Stanton’s father, Allen, was diagnosed with a staph infection in his right elbow in August. He nearly lost his arm and it cost him his job. He is still undergoing treatment, which often takes four or five hours a day.
“I was sad because I couldn’t do anything for him,” Stanton said. “The fear that they might have to take his arm off. That was shocking.”
Fritts’ father, Dan, died when she was in the eighth-grade. Dan had multiple sclerosis and Fritts admits to not “having a normal father-daughter relationship.” Two years later, her grandfather, Delime Boone, died.
“I never really knew my dad,” Fritts said. “I knew he loved me, but that was hard because we couldn’t talk. When my Pawpaw died, that was tough because I knew him and we talked a lot when I was out at the farm. With my dad, it was about what ifs.”
Senior Jennifer Hornback had surgery in December causing her to miss games during Christmas break.
Senior Kristen Cardin, who was expected to be the team’s starting point guard, sustained her second knee injury in nine months during a preseason scrimmage, a game in which she played only 28 seconds. Cardin had a second ACL surgery, but she has continued to support her teammates, sitting on the bench and even shooting four technical free throws.
Despite what might be going on in their personal lives, Buckles said never once has a player tried to use that as an excuse.
“The two hours they’re at practice or the night of the games, never has one of them said, ‘I’ve had an extra hard day and I can’t practice or play,’” Buckles said. “They don’t feel sorrow for themselves. All they have to do is look around and they realize they’re not the only ones going through this and they know they aren’t alone.”

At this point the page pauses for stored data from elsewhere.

//! End-to-end generation over fixture projects written into temp dirs.
//! `GOPATH` is process-global, so every test serializes on one lock.

use std::fs;
use std::path::{Path, PathBuf};
use std::sync::Mutex;

use fngen::errors::ErrorKind;
use fngen::process::ProcessResult;
use fngen::{Options, Project};

static ENV_LOCK: Mutex<()> = Mutex::new(());

struct Fixture {
    _guard: std::sync::MutexGuard<'static, ()>,
    root: tempfile::TempDir,
    project_dir: PathBuf,
}

fn fixture() -> Fixture {
    let guard = ENV_LOCK.lock().unwrap_or_else(|poisoned| poisoned.into_inner());
    let root = tempfile::tempdir().expect("create temp dir");
    let gopath = root.path().join("gopath");
    fs::create_dir_all(gopath.join("pkg/mod")).expect("create pkg cache");
    std::env::set_var("GOPATH", &gopath);
    std::env::remove_var("GOROOT");
    let project_dir = root.path().join("project");
    fs::create_dir_all(&project_dir).expect("create project dir");
    write(
        &project_dir.join("go.mod"),
        "module example.com/project\n\ngo 1.21\n",
    );
    Fixture {
        _guard: guard,
        root,
        project_dir,
    }
}

fn write(path: &Path, content: &str) {
    if let Some(parent) = path.parent() {
        fs::create_dir_all(parent).expect("create parent dirs");
    }
    fs::write(path, content).expect("write fixture file");
}

impl Fixture {
    fn file(&self, rel: &str, content: &str) {
        write(&self.project_dir.join(rel), content);
    }

    fn dir(&self) -> String {
        self.project_dir.to_string_lossy().into_owned()
    }

    fn read(&self, rel: &str) -> String {
        fs::read_to_string(self.project_dir.join(rel)).expect("read generated file")
    }

    fn users_service(&self) {
        self.file(
            "modules/users/doc.go",
            "// @service users\n// @title Users\n// @description User service\npackage users\n",
        );
        self.file(
            "modules/users/get.go",
            r#"package users

import (
	"context"

	"github.com/aacfactory/errors"
)

// @fn getUser
// @authorization
// @timeout 2s
// @title Get User
func getUser(ctx context.Context, param GetUserParam) (result *User, err errors.CodeError) {
	result = &User{}
	return
}

type GetUserParam struct {
	// @title identifier
	Id string `json:"id" validate:"required"`
}

type User struct {
	Id   string `json:"id"`
	Name string `json:"name"`
}
"#,
        );
    }
}

fn run(project: &Project) -> Vec<ProcessResult> {
    let mut process = project.coding().expect("build process");
    process.start().iter().collect()
}

#[test]
fn generates_service_companion_and_deploys() {
    let fx = fixture();
    fx.users_service();

    let project = Project::load(&fx.dir(), Options::new()).expect("load project");
    let results = run(&project);
    for result in &results {
        assert!(result.succeed(), "unit failed: {result}");
    }
    assert_eq!(results.len(), 3, "one parse, one write, one deploy unit");

    let generated = fx.read("modules/users/fns.go");
    assert!(generated.starts_with(
        "// NOTE: this file has been automatically generated, DON'T EDIT IT."
    ));
    assert!(generated.contains("package users\n"));
    assert!(generated.contains("_name = \"users\""));
    assert!(generated.contains("_getUserFn = \"getUser\""));
    assert!(generated.contains(
        "func GetUser(ctx context.Context, argument GetUserParam) (result *User, err errors.CodeError) {"
    ));
    assert!(generated.contains("service.GetEndpoint(ctx, _name)"));
    assert!(generated.contains("case _getUserFn:"));
    assert!(generated.contains("verifyErr := authorizations.Verify(ctx)"));
    assert!(generated.contains("ctx, cancel = context.WithTimeout(ctx, 2*time.Second)"));
    assert!(generated.contains("param := GetUserParam{}"));
    assert!(generated.contains("v, err = getUser(ctx, param)"));
    assert!(generated.contains("document.AddFn("));
    assert!(generated.contains("\"getUser\","));
    assert!(generated.contains("documents.Struct(\"example.com/project/modules/users\", \"GetUserParam\")"));
    assert!(generated.contains(".AddProperty(\"id\", documents.String().SetTitle(\"identifier\").AsRequired())"));
    assert!(generated.contains("documents.Struct(\"example.com/project/modules/users\", \"User\")"));

    let deploys = fx.read("modules/fns.go");
    assert!(deploys.contains("package modules\n"));
    assert!(deploys.contains("func deploys() (v []service.Service) {"));
    assert!(deploys.contains("users.Service(),"));
}

#[test]
fn regeneration_is_byte_identical() {
    let fx = fixture();
    fx.users_service();

    let project = Project::load(&fx.dir(), Options::new()).expect("load project");
    for result in run(&project) {
        assert!(result.succeed(), "unit failed: {result}");
    }
    let first_service = fx.read("modules/users/fns.go");
    let first_deploys = fx.read("modules/fns.go");

    // delete the outputs and regenerate with a fresh load
    fs::remove_file(fx.project_dir.join("modules/users/fns.go")).unwrap();
    fs::remove_file(fx.project_dir.join("modules/fns.go")).unwrap();
    let project = Project::load(&fx.dir(), Options::new()).expect("reload project");
    for result in run(&project) {
        assert!(result.succeed(), "unit failed: {result}");
    }
    assert_eq!(first_service, fx.read("modules/users/fns.go"));
    assert_eq!(first_deploys, fx.read("modules/fns.go"));
}

#[test]
fn workspace_use_overrides_required_module() {
    let fx = fixture();
    // the required module only exists as a workspace member
    write(
        &fx.root.path().join("libs/util/go.mod"),
        "module example.com/util\n\ngo 1.21\n",
    );
    write(
        &fx.root.path().join("libs/util/meta.go"),
        "package util\n\ntype Meta struct {\n\tTrace string `json:\"trace\"`\n}\n",
    );
    write(
        &fx.root.path().join("go.work"),
        "go 1.21\n\nuse (\n\t./project\n\t./libs/util\n)\n",
    );
    fx.file(
        "go.mod",
        "module example.com/project\n\ngo 1.21\n\nrequire example.com/util v0.1.0\n",
    );
    fx.file(
        "modules/users/doc.go",
        "// @service users\npackage users\n",
    );
    fx.file(
        "modules/users/get.go",
        r#"package users

import (
	"context"

	"example.com/util"
	"github.com/aacfactory/errors"
)

// @fn getMeta
func getMeta(ctx context.Context, param MetaParam) (result util.Meta, err errors.CodeError) {
	return
}

type MetaParam struct {
	Id string `json:"id"`
}
"#,
        );

    let options = Options::new()
        .with_work(fx.root.path().join("go.work").to_string_lossy())
        .expect("workspace option");
    let project = Project::load(&fx.dir(), options).expect("load project with workspace");
    for result in run(&project) {
        assert!(result.succeed(), "unit failed: {result}");
    }
    let generated = fx.read("modules/users/fns.go");
    assert!(generated.contains("\"example.com/util\""));
    assert!(generated.contains("result util.Meta"));
    assert!(generated.contains("documents.Struct(\"example.com/util\", \"Meta\")"));
}

#[test]
fn generic_function_fails_analysis_but_step_completes() {
    let fx = fixture();
    fx.file(
        "modules/users/doc.go",
        "// @service users\npackage users\n",
    );
    fx.file(
        "modules/users/fns_src.go",
        r#"package users

import (
	"context"

	"github.com/aacfactory/errors"
)

// @fn bad
func bad[T any](ctx context.Context, param Param) (err errors.CodeError) {
	return
}

// @fn good
func good(ctx context.Context, param Param) (err errors.CodeError) {
	return
}

type Param struct {
	Id string `json:"id"`
}
"#,
    );

    let project = Project::load(&fx.dir(), Options::new()).expect("load project");
    let results = run(&project);
    let parsing: Vec<&ProcessResult> = results
        .iter()
        .filter(|r| r.step_name == "services: parsing")
        .collect();
    assert_eq!(parsing.len(), 2, "both fns report");
    let failed: Vec<&&ProcessResult> = parsing.iter().filter(|r| !r.succeed()).collect();
    assert_eq!(failed.len(), 1);
    assert_eq!(
        failed[0].error.as_ref().unwrap().kind(),
        ErrorKind::UnsupportedShape
    );
    // later steps still ran and reported
    assert!(results.iter().any(|r| r.step_name == "services: writing"));
    assert!(results.iter().any(|r| r.step_name == "services: deploying"));
}

#[test]
fn sentinel_argument_and_ignored_response() {
    let fx = fixture();
    fx.file(
        "modules/health/doc.go",
        "// @service health\npackage health\n",
    );
    fx.file(
        "modules/health/ping.go",
        r#"package health

import (
	"context"

	"github.com/aacfactory/errors"
)

// @fn ping
func ping(ctx context.Context) (err errors.CodeError) {
	return
}
"#,
    );

    let project = Project::load(&fx.dir(), Options::new()).expect("load project");
    for result in run(&project) {
        assert!(result.succeed(), "unit failed: {result}");
    }
    let generated = fx.read("modules/health/fns.go");
    assert!(generated.contains("func Ping(ctx context.Context) (err errors.CodeError) {"));
    assert!(generated.contains("service.NewArgument(service.Empty{})"));
    assert!(generated.contains("err = endpoint.RequestSync(ctx, _pingFn, service.NewArgument(service.Empty{}), nil)"));
    assert!(generated.contains("err = ping(ctx)"));
}

#[test]
fn internal_services_and_functions_skip_documents() {
    let fx = fixture();
    fx.file(
        "modules/audit/doc.go",
        "// @service audit\n// @internal\npackage audit\n",
    );
    fx.file(
        "modules/audit/log.go",
        r#"package audit

import (
	"context"

	"github.com/aacfactory/errors"
)

// @fn log
func log(ctx context.Context, param Entry) (err errors.CodeError) {
	return
}

type Entry struct {
	Message string `json:"message"`
}
"#,
    );
    fx.file(
        "modules/users/doc.go",
        "// @service users\npackage users\n",
    );
    fx.file(
        "modules/users/fns_src.go",
        r#"package users

import (
	"context"

	"github.com/aacfactory/errors"
)

// @fn touch
// @internal
func touch(ctx context.Context, param TouchParam) (err errors.CodeError) {
	return
}

// @fn get
func get(ctx context.Context, param TouchParam) (err errors.CodeError) {
	return
}

type TouchParam struct {
	Id string `json:"id"`
}
"#,
    );

    let project = Project::load(&fx.dir(), Options::new()).expect("load project");
    for result in run(&project) {
        assert!(result.succeed(), "unit failed: {result}");
    }

    let audit = fx.read("modules/audit/fns.go");
    assert!(audit.contains("func (svc *_service) Document() (doc service.Document) {\n\treturn\n}"));
    assert!(!audit.contains("documents.NewService"));

    let users = fx.read("modules/users/fns.go");
    // the internal fn stays dispatchable but is absent from documents
    assert!(users.contains("case _touchFn:"));
    assert!(users.contains("service.CanAccessInternal(ctx)"));
    assert!(users.contains("\"get\","));
    assert!(!users.contains("\"touch\","));
}

#[test]
fn components_are_composed_into_the_service() {
    let fx = fixture();
    fx.file(
        "modules/users/doc.go",
        "// @service users\npackage users\n",
    );
    fx.file(
        "modules/users/get.go",
        r#"package users

import (
	"context"

	"github.com/aacfactory/errors"
)

// @fn get
func get(ctx context.Context, param Param) (err errors.CodeError) {
	return
}

type Param struct {
	Id string `json:"id"`
}
"#,
    );
    fx.file(
        "modules/users/components/cache.go",
        "package components\n\n// @component\ntype Cache struct{}\n",
    );

    let project = Project::load(&fx.dir(), Options::new()).expect("load project");
    for result in run(&project) {
        assert!(result.succeed(), "unit failed: {result}");
    }
    let generated = fx.read("modules/users/fns.go");
    assert!(generated.contains("\"example.com/project/modules/users/components\""));
    assert!(generated.contains("&components.Cache{},"));
}

#[test]
fn middleware_order_and_transactions() {
    let fx = fixture();
    fx.file(
        "modules/orders/doc.go",
        "// @service orders\npackage orders\n",
    );
    fx.file(
        "modules/orders/create.go",
        r#"package orders

import (
	"context"

	"github.com/aacfactory/errors"
)

// @fn createOrder
// @authorization
// @permission example.com/project/security/Enforcer
// @validation
// @sql postgres
// @transactional
// @barrier
func createOrder(ctx context.Context, param CreateOrderParam) (result Order, err errors.CodeError) {
	return
}

type CreateOrderParam struct {
	Sku string `json:"sku" validate:"required"`
}

type Order struct {
	Id string `json:"id"`
}
"#,
    );
    fx.file(
        "security/enforcer.go",
        "package security\n\ntype enforcer struct{}\n\nvar Enforcer = enforcer{}\n",
    );

    let project = Project::load(&fx.dir(), Options::new()).expect("load project");
    for result in run(&project) {
        assert!(result.succeed(), "unit failed: {result}");
    }
    let generated = fx.read("modules/orders/fns.go");
    let case_start = generated.find("case _createOrderFn:").expect("dispatch case");
    let case_body = &generated[case_start..];
    let verify = case_body.find("authorizations.Verify(ctx)").expect("authorization");
    let enforce = case_body
        .find("security.Enforcer.EnforceRequest(ctx, _name, _createOrderFn)")
        .expect("permission");
    let scan = case_body.find("argument.Scan(&param)").expect("decode");
    let validate = case_body
        .find("validators.Validate(param, \"createOrder\")")
        .expect("validation");
    let database = case_body.find("sql.WithDatabase(ctx, \"postgres\")").expect("sql scope");
    let begin = case_body.find("sql.BeginTransaction(ctx)").expect("begin");
    let barrier = case_body
        .find("service.Barrier(ctx, _createOrderFn, argument,")
        .expect("barrier");
    let commit = case_body.find("sql.CommitTransaction(ctx)").expect("commit");
    assert!(verify < enforce, "authorization before permission");
    assert!(enforce < scan, "permission before decode");
    assert!(scan < validate, "decode before validation");
    assert!(validate < database, "validation before sql scope");
    assert!(database < begin, "sql scope before begin");
    assert!(begin < barrier, "begin before the call");
    assert!(barrier < commit, "call before commit");
}

#[test]
fn exported_fn_name_fails_loading() {
    let fx = fixture();
    fx.file(
        "modules/users/doc.go",
        "// @service users\npackage users\n",
    );
    fx.file(
        "modules/users/get.go",
        r#"package users

import (
	"context"

	"github.com/aacfactory/errors"
)

// @fn get
func Get(ctx context.Context) (err errors.CodeError) {
	return
}
"#,
    );

    let project = Project::load(&fx.dir(), Options::new()).expect("load project");
    let err = project.coding().unwrap_err();
    assert!(err.to_string().contains("must not be exported"));
}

Central Hardin has been one of the area’s top programs since the school opened in 1990, often being ranked in the top 10 and being a threat to win the 5th Region championship. The program’s rich tradition is held close to the players’ hearts.
“Every year the expectations are high,” Hitch said. “With everything we have going on in our personal lives, we shouldn’t lower the standards or expectations. We want to show we can step up and win games. Basketball is a chance to get away and relax, not mentally, but emotionally. But we still want to be successful and carry on the tradition.”